* [Action item] The word "only" occurs in some lines of the listing. Copy those lines.
Source material section start
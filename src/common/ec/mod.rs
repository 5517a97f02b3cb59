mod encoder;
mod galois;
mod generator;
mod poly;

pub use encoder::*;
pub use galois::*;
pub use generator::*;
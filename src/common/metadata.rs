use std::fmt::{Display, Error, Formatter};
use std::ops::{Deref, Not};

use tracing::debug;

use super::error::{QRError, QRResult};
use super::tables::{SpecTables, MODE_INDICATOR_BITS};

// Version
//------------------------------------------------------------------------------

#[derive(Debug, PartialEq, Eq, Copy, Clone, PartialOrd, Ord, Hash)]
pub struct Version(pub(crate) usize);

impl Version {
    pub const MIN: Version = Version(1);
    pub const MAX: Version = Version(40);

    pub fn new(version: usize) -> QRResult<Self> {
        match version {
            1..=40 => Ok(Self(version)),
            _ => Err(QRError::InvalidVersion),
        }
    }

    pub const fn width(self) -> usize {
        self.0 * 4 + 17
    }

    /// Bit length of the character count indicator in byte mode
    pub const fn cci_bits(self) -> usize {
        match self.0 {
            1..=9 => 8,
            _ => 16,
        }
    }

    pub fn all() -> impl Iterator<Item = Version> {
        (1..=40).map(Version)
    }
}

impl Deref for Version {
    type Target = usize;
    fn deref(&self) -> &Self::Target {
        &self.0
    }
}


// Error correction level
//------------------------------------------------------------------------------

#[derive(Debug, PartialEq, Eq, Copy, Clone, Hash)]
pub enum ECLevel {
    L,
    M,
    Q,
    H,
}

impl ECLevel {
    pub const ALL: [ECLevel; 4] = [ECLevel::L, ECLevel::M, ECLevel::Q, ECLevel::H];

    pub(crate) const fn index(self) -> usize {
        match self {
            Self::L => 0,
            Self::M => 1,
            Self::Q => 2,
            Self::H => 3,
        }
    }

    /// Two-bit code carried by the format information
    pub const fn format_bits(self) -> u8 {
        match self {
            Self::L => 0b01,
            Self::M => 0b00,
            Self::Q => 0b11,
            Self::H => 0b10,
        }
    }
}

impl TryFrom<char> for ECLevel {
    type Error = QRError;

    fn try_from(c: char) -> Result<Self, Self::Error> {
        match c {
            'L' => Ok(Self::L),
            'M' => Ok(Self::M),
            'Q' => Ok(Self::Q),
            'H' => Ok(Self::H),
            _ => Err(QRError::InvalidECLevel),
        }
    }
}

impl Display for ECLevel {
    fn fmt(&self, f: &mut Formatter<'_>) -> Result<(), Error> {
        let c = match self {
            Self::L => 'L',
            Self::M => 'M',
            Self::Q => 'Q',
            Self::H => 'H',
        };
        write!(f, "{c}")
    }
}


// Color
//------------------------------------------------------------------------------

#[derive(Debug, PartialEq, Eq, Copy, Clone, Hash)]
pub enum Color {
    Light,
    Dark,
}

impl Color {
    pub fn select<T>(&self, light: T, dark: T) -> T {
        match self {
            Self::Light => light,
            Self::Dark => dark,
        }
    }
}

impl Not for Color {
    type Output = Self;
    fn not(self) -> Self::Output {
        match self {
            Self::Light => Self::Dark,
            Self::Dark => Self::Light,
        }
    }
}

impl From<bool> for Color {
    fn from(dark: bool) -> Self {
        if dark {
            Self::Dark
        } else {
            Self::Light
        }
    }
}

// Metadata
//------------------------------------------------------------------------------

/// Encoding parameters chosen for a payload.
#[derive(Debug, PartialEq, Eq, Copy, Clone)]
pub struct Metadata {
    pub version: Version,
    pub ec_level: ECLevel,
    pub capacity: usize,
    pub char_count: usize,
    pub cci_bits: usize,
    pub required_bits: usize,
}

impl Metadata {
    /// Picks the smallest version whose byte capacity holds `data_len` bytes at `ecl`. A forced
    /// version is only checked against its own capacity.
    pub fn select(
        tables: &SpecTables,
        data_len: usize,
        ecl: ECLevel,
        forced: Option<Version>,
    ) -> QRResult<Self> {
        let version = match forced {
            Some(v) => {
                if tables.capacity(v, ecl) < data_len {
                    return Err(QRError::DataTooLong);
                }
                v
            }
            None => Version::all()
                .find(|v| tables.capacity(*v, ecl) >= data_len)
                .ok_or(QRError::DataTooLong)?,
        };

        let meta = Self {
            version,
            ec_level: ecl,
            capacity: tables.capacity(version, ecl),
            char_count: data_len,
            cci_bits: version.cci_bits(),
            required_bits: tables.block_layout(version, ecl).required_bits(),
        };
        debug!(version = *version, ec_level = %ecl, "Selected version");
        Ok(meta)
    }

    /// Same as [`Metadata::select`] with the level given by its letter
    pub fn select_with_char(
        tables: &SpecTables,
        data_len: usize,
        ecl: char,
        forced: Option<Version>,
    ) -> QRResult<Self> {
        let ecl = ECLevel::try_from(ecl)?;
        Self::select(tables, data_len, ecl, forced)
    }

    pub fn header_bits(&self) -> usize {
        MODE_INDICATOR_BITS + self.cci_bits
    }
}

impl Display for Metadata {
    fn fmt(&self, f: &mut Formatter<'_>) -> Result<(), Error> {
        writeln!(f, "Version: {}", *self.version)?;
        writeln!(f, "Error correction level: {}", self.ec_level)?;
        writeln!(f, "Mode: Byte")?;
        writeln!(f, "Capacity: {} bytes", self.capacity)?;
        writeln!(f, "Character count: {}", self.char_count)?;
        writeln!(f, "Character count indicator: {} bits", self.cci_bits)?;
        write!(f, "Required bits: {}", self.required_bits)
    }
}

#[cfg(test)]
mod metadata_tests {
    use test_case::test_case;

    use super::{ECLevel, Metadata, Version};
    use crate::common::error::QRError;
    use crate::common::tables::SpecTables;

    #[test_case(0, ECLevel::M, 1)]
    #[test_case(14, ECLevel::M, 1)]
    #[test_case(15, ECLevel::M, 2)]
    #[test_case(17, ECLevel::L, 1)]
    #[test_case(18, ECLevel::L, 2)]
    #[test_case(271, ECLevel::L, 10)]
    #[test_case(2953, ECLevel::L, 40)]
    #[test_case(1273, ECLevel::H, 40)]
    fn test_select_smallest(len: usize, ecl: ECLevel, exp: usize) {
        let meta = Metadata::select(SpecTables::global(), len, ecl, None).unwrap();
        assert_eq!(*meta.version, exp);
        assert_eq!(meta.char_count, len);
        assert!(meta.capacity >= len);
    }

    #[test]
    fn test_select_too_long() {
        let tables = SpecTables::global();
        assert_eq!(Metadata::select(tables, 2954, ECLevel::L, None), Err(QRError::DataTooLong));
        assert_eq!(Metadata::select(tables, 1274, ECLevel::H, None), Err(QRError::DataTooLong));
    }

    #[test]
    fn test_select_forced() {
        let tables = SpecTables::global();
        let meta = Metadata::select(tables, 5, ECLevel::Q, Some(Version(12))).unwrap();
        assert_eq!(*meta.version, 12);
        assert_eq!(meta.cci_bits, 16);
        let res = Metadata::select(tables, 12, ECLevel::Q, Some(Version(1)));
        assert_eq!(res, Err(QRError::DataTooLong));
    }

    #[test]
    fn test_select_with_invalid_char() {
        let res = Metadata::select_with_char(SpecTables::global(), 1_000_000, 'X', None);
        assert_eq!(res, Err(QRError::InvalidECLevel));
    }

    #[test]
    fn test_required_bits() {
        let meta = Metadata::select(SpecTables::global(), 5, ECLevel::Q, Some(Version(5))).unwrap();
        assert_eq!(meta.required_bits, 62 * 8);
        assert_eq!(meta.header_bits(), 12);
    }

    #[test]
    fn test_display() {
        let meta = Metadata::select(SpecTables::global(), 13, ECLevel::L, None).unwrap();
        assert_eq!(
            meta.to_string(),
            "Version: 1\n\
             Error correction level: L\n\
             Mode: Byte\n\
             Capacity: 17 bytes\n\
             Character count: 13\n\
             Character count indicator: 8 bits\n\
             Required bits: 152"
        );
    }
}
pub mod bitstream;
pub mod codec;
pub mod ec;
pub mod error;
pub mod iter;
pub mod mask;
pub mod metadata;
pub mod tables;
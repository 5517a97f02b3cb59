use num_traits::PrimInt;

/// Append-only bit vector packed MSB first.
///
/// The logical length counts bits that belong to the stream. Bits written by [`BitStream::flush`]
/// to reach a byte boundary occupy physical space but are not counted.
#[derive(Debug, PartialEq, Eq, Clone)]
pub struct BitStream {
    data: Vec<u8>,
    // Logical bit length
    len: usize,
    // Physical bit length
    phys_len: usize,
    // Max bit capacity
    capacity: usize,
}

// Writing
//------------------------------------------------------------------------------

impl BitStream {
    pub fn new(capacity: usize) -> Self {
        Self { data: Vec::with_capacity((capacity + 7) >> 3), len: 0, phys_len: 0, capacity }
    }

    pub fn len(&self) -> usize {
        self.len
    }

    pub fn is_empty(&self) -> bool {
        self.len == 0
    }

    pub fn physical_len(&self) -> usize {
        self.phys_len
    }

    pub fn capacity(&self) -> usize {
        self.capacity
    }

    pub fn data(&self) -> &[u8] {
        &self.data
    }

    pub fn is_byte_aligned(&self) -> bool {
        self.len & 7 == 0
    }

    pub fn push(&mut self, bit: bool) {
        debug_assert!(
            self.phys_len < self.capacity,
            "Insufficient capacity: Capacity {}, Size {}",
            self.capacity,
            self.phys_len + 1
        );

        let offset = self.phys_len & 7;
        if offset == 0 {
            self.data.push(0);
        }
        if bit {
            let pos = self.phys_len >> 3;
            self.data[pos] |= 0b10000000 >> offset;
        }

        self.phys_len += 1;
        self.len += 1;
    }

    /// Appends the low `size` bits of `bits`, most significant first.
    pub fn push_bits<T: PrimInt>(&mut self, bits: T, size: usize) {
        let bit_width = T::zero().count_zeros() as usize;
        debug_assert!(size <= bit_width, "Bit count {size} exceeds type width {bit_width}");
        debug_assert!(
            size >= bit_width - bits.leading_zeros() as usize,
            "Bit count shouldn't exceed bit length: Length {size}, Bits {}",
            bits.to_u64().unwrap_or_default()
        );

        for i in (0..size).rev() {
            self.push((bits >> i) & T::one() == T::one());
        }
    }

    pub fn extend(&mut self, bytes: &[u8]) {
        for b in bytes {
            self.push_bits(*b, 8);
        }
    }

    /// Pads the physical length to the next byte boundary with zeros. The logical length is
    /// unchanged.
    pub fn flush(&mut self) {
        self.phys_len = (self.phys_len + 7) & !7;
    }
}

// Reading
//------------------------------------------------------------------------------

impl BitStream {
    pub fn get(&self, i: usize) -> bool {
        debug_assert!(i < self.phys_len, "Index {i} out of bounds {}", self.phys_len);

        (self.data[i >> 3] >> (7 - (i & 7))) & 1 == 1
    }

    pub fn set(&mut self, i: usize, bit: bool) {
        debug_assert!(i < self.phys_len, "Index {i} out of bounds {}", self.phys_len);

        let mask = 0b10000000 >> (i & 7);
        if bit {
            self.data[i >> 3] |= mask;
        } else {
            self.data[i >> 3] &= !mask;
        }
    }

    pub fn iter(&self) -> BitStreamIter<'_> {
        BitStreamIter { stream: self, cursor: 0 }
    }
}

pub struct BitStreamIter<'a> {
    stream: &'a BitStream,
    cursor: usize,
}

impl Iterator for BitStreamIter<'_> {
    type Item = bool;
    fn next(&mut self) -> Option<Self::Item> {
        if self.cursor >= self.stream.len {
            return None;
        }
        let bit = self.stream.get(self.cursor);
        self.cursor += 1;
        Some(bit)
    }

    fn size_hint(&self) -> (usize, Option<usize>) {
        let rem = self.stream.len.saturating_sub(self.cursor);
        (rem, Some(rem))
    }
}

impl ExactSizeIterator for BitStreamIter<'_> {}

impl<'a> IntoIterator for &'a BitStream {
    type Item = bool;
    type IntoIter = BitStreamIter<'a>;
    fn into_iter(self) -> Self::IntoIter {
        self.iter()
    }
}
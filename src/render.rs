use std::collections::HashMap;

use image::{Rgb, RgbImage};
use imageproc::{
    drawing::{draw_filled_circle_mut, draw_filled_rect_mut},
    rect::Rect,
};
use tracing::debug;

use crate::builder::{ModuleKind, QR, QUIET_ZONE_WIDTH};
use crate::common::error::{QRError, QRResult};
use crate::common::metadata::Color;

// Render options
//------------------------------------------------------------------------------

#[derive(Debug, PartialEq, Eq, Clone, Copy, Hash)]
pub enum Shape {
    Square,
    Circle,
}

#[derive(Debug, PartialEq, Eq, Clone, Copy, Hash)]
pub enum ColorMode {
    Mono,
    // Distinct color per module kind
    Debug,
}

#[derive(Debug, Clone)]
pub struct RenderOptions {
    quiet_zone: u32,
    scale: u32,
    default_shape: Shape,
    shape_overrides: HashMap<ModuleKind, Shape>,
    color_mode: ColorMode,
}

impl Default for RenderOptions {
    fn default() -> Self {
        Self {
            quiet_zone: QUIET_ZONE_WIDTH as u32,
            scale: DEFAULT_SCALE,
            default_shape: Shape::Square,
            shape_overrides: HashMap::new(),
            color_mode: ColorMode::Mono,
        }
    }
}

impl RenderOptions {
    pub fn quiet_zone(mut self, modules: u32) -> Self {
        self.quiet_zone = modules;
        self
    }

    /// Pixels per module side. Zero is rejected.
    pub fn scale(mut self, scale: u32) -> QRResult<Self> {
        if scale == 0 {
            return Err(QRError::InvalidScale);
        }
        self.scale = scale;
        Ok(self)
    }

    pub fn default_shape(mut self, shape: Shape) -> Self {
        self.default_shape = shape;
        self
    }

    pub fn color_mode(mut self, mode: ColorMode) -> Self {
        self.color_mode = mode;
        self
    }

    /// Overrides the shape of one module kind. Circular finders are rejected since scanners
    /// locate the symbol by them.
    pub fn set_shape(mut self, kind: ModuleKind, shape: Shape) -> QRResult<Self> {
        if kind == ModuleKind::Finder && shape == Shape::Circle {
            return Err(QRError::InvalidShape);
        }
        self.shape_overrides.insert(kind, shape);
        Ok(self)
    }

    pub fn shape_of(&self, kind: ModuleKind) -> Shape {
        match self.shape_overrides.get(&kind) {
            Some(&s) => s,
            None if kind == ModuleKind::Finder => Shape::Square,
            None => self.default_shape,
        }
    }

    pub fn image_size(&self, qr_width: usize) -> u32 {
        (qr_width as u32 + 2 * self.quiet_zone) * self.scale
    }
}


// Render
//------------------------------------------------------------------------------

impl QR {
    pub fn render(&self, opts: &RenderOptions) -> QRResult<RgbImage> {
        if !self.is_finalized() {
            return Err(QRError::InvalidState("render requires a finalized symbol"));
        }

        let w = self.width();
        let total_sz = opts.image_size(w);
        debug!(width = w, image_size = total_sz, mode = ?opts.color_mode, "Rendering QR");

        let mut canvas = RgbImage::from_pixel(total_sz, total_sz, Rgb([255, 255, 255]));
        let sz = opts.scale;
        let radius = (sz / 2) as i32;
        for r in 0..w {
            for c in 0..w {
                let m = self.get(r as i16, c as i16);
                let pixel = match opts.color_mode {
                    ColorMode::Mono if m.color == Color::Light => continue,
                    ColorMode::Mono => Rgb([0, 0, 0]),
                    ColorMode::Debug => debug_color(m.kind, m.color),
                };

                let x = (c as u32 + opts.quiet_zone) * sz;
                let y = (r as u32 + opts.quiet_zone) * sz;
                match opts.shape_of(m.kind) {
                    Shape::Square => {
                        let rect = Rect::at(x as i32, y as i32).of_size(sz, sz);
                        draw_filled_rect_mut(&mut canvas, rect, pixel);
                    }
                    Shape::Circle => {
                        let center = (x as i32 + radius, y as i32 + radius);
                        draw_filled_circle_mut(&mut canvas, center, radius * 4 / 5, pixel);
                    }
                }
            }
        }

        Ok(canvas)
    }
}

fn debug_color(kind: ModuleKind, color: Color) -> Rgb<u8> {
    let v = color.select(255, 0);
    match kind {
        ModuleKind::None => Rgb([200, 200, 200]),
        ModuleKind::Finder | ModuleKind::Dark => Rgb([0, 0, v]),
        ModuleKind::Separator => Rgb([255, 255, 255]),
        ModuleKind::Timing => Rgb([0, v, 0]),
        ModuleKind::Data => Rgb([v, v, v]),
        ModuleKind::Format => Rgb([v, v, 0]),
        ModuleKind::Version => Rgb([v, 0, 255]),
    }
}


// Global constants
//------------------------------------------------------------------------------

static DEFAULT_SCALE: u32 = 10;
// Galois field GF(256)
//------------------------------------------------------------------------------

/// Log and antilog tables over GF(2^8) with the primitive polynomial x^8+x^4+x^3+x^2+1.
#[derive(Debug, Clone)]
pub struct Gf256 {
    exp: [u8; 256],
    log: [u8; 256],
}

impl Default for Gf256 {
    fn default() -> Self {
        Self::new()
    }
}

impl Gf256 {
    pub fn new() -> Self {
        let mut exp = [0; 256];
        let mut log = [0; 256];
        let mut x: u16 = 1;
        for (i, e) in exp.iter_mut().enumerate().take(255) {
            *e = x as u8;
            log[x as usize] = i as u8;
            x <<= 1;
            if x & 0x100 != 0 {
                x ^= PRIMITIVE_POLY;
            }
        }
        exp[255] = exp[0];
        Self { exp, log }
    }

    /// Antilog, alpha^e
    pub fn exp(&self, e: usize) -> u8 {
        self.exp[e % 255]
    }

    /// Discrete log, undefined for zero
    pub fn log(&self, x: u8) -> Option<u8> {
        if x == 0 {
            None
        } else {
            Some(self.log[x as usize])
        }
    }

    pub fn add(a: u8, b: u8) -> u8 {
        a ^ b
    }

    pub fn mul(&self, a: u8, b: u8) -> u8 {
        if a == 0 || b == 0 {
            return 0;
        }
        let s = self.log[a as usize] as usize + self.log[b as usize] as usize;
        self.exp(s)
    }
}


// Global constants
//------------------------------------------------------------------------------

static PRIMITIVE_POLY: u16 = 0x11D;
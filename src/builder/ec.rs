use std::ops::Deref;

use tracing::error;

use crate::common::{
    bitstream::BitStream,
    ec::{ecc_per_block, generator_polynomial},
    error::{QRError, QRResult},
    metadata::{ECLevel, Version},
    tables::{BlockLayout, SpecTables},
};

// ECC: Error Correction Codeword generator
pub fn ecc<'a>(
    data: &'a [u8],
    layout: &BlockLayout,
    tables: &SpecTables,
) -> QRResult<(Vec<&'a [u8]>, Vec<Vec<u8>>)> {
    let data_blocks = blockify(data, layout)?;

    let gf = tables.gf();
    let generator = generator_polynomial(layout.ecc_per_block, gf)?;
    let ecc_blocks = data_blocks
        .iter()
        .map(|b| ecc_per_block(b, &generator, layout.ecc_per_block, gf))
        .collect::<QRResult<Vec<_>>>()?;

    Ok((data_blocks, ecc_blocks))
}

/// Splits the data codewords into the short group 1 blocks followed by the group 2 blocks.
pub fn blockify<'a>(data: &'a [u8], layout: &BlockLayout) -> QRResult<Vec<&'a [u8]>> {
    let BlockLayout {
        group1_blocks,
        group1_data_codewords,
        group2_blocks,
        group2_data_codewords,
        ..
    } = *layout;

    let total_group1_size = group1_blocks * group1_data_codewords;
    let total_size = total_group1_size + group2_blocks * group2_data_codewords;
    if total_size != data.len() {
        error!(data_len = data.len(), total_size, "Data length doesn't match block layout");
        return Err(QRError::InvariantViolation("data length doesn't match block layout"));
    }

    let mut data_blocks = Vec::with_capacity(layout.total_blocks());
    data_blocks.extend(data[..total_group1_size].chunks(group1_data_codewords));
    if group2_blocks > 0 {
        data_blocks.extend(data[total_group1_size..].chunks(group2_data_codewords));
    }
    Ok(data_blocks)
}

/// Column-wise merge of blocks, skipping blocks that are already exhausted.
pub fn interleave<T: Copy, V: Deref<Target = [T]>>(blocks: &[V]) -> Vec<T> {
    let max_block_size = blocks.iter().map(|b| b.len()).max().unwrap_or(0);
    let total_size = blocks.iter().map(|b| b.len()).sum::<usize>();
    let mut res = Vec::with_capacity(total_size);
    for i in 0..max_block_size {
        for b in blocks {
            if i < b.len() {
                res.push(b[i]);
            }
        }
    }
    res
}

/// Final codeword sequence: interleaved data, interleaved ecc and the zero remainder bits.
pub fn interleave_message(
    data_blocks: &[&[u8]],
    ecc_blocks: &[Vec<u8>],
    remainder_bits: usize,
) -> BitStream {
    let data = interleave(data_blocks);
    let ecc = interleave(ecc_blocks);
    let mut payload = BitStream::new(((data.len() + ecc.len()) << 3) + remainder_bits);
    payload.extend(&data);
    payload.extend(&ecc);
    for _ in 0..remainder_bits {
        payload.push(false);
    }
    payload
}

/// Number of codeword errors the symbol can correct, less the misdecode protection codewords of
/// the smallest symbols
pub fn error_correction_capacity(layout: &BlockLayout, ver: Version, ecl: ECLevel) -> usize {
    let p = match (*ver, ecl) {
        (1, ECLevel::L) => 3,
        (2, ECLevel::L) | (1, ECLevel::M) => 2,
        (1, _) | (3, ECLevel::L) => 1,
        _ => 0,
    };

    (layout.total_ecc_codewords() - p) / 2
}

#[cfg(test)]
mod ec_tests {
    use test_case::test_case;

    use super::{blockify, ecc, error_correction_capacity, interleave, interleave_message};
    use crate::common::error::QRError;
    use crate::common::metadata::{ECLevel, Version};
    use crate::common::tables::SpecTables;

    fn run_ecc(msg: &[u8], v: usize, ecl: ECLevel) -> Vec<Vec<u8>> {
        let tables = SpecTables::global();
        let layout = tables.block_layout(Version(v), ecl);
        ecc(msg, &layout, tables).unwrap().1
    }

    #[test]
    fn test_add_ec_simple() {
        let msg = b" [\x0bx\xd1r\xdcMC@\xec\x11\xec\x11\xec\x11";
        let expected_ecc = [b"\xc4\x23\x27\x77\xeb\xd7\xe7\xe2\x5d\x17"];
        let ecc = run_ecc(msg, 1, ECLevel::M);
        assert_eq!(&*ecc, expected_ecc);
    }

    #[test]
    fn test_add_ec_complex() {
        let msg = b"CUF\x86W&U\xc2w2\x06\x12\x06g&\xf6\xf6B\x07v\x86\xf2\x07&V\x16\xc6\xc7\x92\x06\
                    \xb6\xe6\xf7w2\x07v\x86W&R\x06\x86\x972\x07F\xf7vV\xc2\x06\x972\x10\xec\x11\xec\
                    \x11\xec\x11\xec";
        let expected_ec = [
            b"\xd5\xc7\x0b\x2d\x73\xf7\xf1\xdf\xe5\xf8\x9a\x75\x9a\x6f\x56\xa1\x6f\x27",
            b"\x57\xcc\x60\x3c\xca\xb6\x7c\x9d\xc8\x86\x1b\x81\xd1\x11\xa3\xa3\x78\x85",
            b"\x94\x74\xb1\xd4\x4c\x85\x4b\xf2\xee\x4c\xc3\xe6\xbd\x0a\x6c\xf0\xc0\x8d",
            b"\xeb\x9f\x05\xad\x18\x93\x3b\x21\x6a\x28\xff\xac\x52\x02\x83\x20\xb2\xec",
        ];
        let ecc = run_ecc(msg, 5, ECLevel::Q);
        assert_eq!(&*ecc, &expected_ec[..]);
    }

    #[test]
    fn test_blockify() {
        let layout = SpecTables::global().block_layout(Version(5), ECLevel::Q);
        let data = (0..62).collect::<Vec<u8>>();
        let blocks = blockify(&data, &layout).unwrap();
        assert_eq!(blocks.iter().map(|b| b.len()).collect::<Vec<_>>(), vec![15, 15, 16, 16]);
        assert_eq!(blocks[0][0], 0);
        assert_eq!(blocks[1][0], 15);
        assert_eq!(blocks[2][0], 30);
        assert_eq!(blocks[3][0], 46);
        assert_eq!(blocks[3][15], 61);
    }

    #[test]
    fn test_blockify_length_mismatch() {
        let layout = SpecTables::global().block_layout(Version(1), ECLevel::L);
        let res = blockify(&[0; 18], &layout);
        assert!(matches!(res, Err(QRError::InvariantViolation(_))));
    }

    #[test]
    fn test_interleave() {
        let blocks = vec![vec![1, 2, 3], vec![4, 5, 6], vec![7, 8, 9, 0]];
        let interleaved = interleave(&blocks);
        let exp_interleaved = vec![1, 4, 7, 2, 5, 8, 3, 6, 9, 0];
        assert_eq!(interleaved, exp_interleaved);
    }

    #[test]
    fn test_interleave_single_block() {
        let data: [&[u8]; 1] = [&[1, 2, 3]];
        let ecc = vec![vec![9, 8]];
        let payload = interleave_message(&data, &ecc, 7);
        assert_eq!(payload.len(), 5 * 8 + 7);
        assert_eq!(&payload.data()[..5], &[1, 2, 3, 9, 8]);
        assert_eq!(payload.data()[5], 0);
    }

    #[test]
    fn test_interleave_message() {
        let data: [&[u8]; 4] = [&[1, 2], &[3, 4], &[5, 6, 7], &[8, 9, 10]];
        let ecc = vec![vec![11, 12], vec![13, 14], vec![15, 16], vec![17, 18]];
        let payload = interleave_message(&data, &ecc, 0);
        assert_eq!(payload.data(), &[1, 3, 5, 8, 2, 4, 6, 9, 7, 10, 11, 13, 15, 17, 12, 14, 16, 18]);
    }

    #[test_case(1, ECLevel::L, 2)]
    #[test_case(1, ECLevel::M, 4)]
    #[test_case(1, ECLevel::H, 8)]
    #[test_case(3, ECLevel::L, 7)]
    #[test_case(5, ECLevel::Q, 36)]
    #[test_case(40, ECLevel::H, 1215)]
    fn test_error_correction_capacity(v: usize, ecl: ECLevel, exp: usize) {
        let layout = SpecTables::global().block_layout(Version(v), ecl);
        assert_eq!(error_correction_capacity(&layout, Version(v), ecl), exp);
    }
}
Source material section end
* [Problem solution]
    /// version is only checked against its own capacity.
/// Append-only bit vector packed MSB first.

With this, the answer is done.